Regardless of motive, Americans must confront that this hub-and-spoke detention network is a moral calamity, echoing some of the most inhumane periods in American and world history. These warehouses lack climate control, ventilation, running water, sanitation, and medical facilities. The public cannot assume they will be retrofitted to meet even basic standards. Under the pressures imposed by political will and the promise of enormous financial gain for both contractors and the administration, restrained only by Trump’s own notion of “morality,” overcrowding, medical neglect, sanitation failures, family separation, and death are not incidental or isolated. They are the predictable, systemic outcomes of this design. Frequent transfers between facilities further destabilize those detained, shattering whatever order remains in local custody, tearing families apart, severing access to legal support, and concentrating the suffering of detention out of public view.
2025 was already ICE’s deadliest year in more than two decades, with at least thirty-two people dying in custody. In December 2025, Amnesty International described ICE facilities as “a deliberate system built to punish, dehumanize, and hide the suffering of people in detention.” Recent site visits documented by Congressman Ro Khanna further revealed the inhumane and degrading conditions detainees face today, including denial of medical care and meals containing rocks and debris.
In this moment of utter chaos—multiple wars looming or underway, international law ignored and explicitly disregarded, pedophiles protected, cities under conditions of terror, with agents told they have “federal immunity” to occupy streets—the infrastructure for this mass detainment system is expanding largely out of public view. Facilities may be secured before communities can mobilize, contracts locked in before lawmakers intervene, and once operational, and our communities will be left to reckon with the human suffering they guarantee.
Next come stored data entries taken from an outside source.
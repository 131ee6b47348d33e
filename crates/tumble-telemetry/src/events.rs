//! Physics event types.
//!
//! Events are lightweight value types tagged with the tick that produced
//! them. Vectors are plain arrays so consumers need no math crate.

use serde::{Deserialize, Serialize};

/// An event emitted by the physics core.
#[derive(Debug, Clone, PartialEq, Serialize, Deserialize)]
pub struct PhysicsEvent {
    /// Tick number (0-indexed).
    pub tick: u64,
    /// Event payload.
    pub kind: EventKind,
}

/// How hard a bounce was, for picking effects.
#[derive(Debug, Clone, Copy, PartialEq, Eq, PartialOrd, Ord, Serialize, Deserialize)]
pub enum BounceStrength {
    /// Below every threshold; no effect is played.
    None,
    Soft,
    Medium,
    Hard,
}

/// Event payload variants.
#[derive(Debug, Clone, PartialEq, Serialize, Deserialize)]
pub enum EventKind {
    /// Tick started.
    TickBegin {
        /// Tick length (seconds).
        dt: f64,
    },

    /// Tick completed.
    TickEnd {
        /// Sub-steps run.
        substeps: u32,
        /// Fraction of the tick spent touching something.
        contact_fraction: f64,
        /// Slip speed left at the support contact.
        slip: f64,
    },

    /// First penetrating contact of the tick.
    Bounce {
        /// Closing speed at the contact.
        speed: f64,
        normal: [f64; 3],
        material: Option<u16>,
        strength: BounceStrength,
    },

    /// Jump impulse applied.
    Jump {
        /// Velocity added along the support normal.
        impulse: f64,
    },

    /// First contact with an (object, material) pair in a manifold build.
    SurfaceCollision {
        object: u32,
        material: Option<u16>,
        relative_velocity: [f64; 3],
    },

    /// Contact with another dynamic sphere.
    BodyCollision {
        other: u32,
        relative_velocity: [f64; 3],
    },

    /// Velocity cancellation gave up before resolving every contact.
    ContactPassCapReached {
        passes: u32,
    },

    /// The sub-step loop stopped with time left.
    SubstepCapReached {
        /// Unconsumed tick time (seconds).
        remaining: f64,
    },

    /// Custom event for extensibility.
    Custom {
        /// Arbitrary label.
        label: String,
        /// JSON-encoded payload.
        payload: String,
    },
}

impl PhysicsEvent {
    /// Creates a new event for the given tick.
    pub fn new(tick: u64, kind: EventKind) -> Self {
        Self { tick, kind }
    }

    /// Short stable name of the event kind.
    pub fn kind_name(&self) -> &'static str {
        match self.kind {
            EventKind::TickBegin { .. } => "tick_begin",
            EventKind::TickEnd { .. } => "tick_end",
            EventKind::Bounce { .. } => "bounce",
            EventKind::Jump { .. } => "jump",
            EventKind::SurfaceCollision { .. } => "surface_collision",
            EventKind::BodyCollision { .. } => "body_collision",
            EventKind::ContactPassCapReached { .. } => "contact_pass_cap",
            EventKind::SubstepCapReached { .. } => "substep_cap",
            EventKind::Custom { .. } => "custom",
        }
    }
}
These facilities are instruments of state-sanctioned inhumanity, engineered to evade legal standards and public accountability. The depravity lies not only in the degrading conditions they produce but in the calculus that animates them: speed is treated as a virtue, suffering is deemed acceptable—perhaps even a goal—and profit is treated as proof of success. The administration is not asking the public to accept this system; it is demanding acquiescence and enforcing it through threat and force. ICE’s expansion has already reshaped the country’s physical and moral landscape, without consent, transparency, or regard for human life. The choice is no longer abstract; communities must decide whether to act against this system of cruelty, or let silence stand as consent.